Bravant l’interdit, cette femme a été la première à gravir le mont Fuji
En 1832, la rebelle Tatsu Takayama a gravi le mont Fuji habillée en homme. Voici le récit de son extraordinaire aventure.

Une illustration représentant le mont Fuji à l’aube. Jusqu’en 1872, les femmes avaient pour interdiction de le gravir.
Tatsu Takayama repose dans le temple Saishō-ji, dans un quartier calme de l’ouest de Tokyo, sous une pierre tombale banale et modeste qui se fond parmi les autres.
Pourtant, les ossements ici enterrés portent en eux l’esprit remarquable d’une femme dont la révérence pour les montagnes, et le courage de les honorer lui ont survécu.
En 1832, Tatsu est devenue la première femme à gravir le mont Fuji, chose qui était interdite à l’époque à la gent féminine. Défiant la loi et les coutumes religieuses, elle est partie à l’assaut de la montagne, habillée en homme, risquant l’exil.
Juste avant de parvenir au sommet, elle a dit à ceux qui l’accompagnaient : « Je veux grimper jusqu’au sommet, même si je dois mourir au moment de l’atteindre. Si je parviens à rentrer chez moi, j’encouragerai toutes les femmes à grimper », a écrit l’historienne Fumiko Miyazaki dans un article intitulé Female Pilgrims and Mt. Fuji: Changing Perspectives on the Exclusion of Women (Les femmes pèlerins et le mont Fuji : évolution des points de vue sur l’exclusion des femmes).
Alors que sa prouesse était extraordinaire, son histoire est quasiment tombée dans l’oubli, éclipsée par les premiers récits d’alpinisme au Japon mettant en avant des hommes. Elle a également pâti de la préservation limitée des récits religieux et d’alpinisme des femmes à l’époque.
« Ce qu’elle a fait ne relevait pas de l’alpinisme au sens moderne. L’ascension de montagnes au Japon était alors un acte religieux, un pèlerinage. Ce n’était pas une conquête », explique Barbara Ambros, professeure en études religieuses à l’université de Caroline du Nord (États-Unis). « C’est à cause de cela que des femmes comme Tatsu Takayama sont souvent tombées dans l’oubli ».
Pourtant, cela souligne à quel point l’ascension de la jeune femme était exceptionnelle, un acte de dévotion courageux au mépris des règles qui mérite d’être reconnu au même titre que les premiers récits d’alpinisme au Japon. Ce que l’on sait de son histoire, grâce aux rares archives du temple et aux documents de famille, est remarquable.

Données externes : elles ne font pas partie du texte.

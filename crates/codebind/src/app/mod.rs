//! Application layer orchestrating the selection-to-artifact pipeline.

pub mod assemble;
pub mod bind;
pub mod filter;
pub mod selection;
pub mod session;
pub mod traverse;
pub mod tree;
//! Folder structure rendering pruned to the selection.

use std::fs;
use std::path::{Path, PathBuf};

use tracing::warn;

use crate::domain::errors::BindError;

const BRANCH: &str = "├── ";
const LAST_BRANCH: &str = "└── ";
const PIPE_INDENT: &str = "│   ";
const SPACE_INDENT: &str = "    ";

/// Renders an ASCII tree rooted at a workspace directory.
///
/// Only entries that are resolved files, contain a resolved file, or are (or contain) a
/// selected path are shown. Siblings are listed by name; the `└──` connector goes to the last
/// *retained* sibling. A directory that resolves to one of its own ancestors is not entered.
pub struct FolderTree<'a> {
    files: &'a [PathBuf],
    selection: &'a [PathBuf],
    ancestors: Vec<PathBuf>,
}

impl<'a> FolderTree<'a> {
    pub fn new(files: &'a [PathBuf], selection: &'a [PathBuf]) -> Self {
        Self {
            files,
            selection,
            ancestors: Vec::new(),
        }
    }

    /// Walk `root` and return the rendered tree, one `\n`-terminated line per entry.
    pub fn render(mut self, root: &Path) -> Result<String, BindError> {
        let mut output = String::new();
        output.push_str(&display_name(root));
        output.push('\n');
        self.render_dir(root, "", &mut output)?;
        Ok(output)
    }

    fn render_dir(
        &mut self,
        dir: &Path,
        prefix: &str,
        output: &mut String,
    ) -> Result<(), BindError> {
        let canonical = fs::canonicalize(dir).map_err(|source| traversal(dir, source))?;
        if self.ancestors.contains(&canonical) {
            warn!(dir = %dir.display(), "skipping symlink cycle");
            return Ok(());
        }
        self.ancestors.push(canonical);
        let rendered = self.render_children(dir, prefix, output);
        self.ancestors.pop();
        rendered
    }

    fn render_children(
        &mut self,
        dir: &Path,
        prefix: &str,
        output: &mut String,
    ) -> Result<(), BindError> {
        let retained: Vec<PathBuf> = list_children(dir)?
            .into_iter()
            .filter(|child| self.is_retained(child))
            .collect();

        for (index, child) in retained.iter().enumerate() {
            let is_last = index + 1 == retained.len();
            output.push_str(prefix);
            output.push_str(if is_last { LAST_BRANCH } else { BRANCH });
            output.push_str(&display_name(child));
            output.push('\n');

            if child.is_dir() {
                let indent = if is_last { SPACE_INDENT } else { PIPE_INDENT };
                let child_prefix = format!("{prefix}{indent}");
                self.render_dir(child, &child_prefix, output)?;
            }
        }

        Ok(())
    }

    fn is_retained(&self, child: &Path) -> bool {
        self.files.iter().any(|file| file.starts_with(child))
            || self.selection.iter().any(|selected| selected.starts_with(child))
    }
}

/// Convenience wrapper around [`FolderTree`].
pub fn render(root: &Path, files: &[PathBuf], selection: &[PathBuf]) -> Result<String, BindError> {
    FolderTree::new(files, selection).render(root)
}

fn list_children(dir: &Path) -> Result<Vec<PathBuf>, BindError> {
    let mut children = Vec::new();
    for entry in fs::read_dir(dir).map_err(|source| traversal(dir, source))? {
        let entry = entry.map_err(|source| traversal(dir, source))?;
        children.push(entry.path());
    }
    children.sort_by(|a, b| a.file_name().cmp(&b.file_name()));
    Ok(children)
}

fn display_name(path: &Path) -> String {
    path.file_name()
        .map(|name| name.to_string_lossy().into_owned())
        .unwrap_or_else(|| path.display().to_string())
}

fn traversal(path: &Path, source: std::io::Error) -> BindError {
    BindError::Traversal {
        path: path.to_path_buf(),
        source,
    }
}
//! Domain models for selections, filters, and rendered artifacts.

use std::path::PathBuf;

/// Ordered list of user-chosen paths. Duplicates are kept as picked.
pub type Selection = Vec<PathBuf>;

/// Flat, ordered list of files produced by expanding a [`Selection`].
pub type ResolvedFileList = Vec<PathBuf>;

/// Include/exclude extension sets controlling which files a directory walk captures.
#[derive(Debug, Clone, Default, PartialEq, Eq)]
pub struct FilterSpec {
    pub include: Vec<String>,
    pub exclude: Vec<String>,
}

/// Options driving artifact assembly.
#[derive(Debug, Clone, PartialEq, Eq)]
pub struct RenderConfig {
    pub prepend_text: String,
    pub append_text: String,
    pub output_path: PathBuf,
    pub print_full_path: bool,
    pub print_folder_structure: bool,
    pub workspace_root: PathBuf,
}

/// Fully assembled output text, ready to be written in one go.
#[derive(Debug, Clone, PartialEq, Eq)]
pub struct Artifact {
    pub contents: String,
    pub file_count: usize,
}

Représentation du sommet du mont Fuji, lequel était considéré comme sacré.
LA MONTAGNE INTERDITE AUX FEMMES
Le mont Fuji n’est pas une simple montagne. Pour les Fuji-kô, une confrérie shinto populaire qui s’est développée autour d’Edo, dans l’actuelle Tokyo, au cours de l’époque d’Edo (1603 - 1868), ce n’était pas une destination ; c’était une divinité.
Le gravir signifiait endurer le manque d’oxygène au nom de la dévotion, ce qui se rapprochait le plus de la purification. Atteindre son sommet signifiait se trouver parmi les dieux.
Basés dans la région de Kanto, au Japon, les Fuji-kô organisaient des pèlerinages structurés sur le mont Fuji. Ils passaient la nuit dans des oshi, des auberges accueillant les pèlerins, où des guides-prêtres offraient prières et préparations rituelles aux grimpeurs.
Pour les femmes, cette révérence avait des limites. Selon la doctrine Edo du nyonin kinsei(« l’interdiction aux femmes »), ces dernières étaient rituellement impures et constituaient une menace à la sainteté de la montagne, alors même que la montagne elle-même était vénérée comme une divinité féminine.
« On croyait que les dieux de la montagne seraient offensés », rapporte Barbara Ambros. « Les femmes étaient considérées comme impures par le sang des menstruations et de l’accouchement. On pensait que cela leur était si inhérent qu’elles ne pouvaient devenir pures ».
Des gardes et des postes de contrôle ont été installés sur la montagne pour réguler le flux de pèlerins et faire respecter l’exclusion des femmes au-delà de certaines altitudes ; celles qui se faisaient attraper devaient faire demi-tour ou étaient punies. Des générations de femmes fuji-kô ont prié de loin, érigeant des sanctuaires aux pieds de la montagne et confiant leurs vœux aux hommes. Certaines d’entre elles ont même construit des Fujizuka, de petites répliques du mont Fuji qu’elles pouvaient escalader afin d’effectuer l’ascension, au moins symboliquement.

Tatsu Takayama a gravi le mont Fuji accompagnée de trois hommes. Elle a réussi à se faire passer pour un homme en se coupant les cheveux et en s’habillant comme eux.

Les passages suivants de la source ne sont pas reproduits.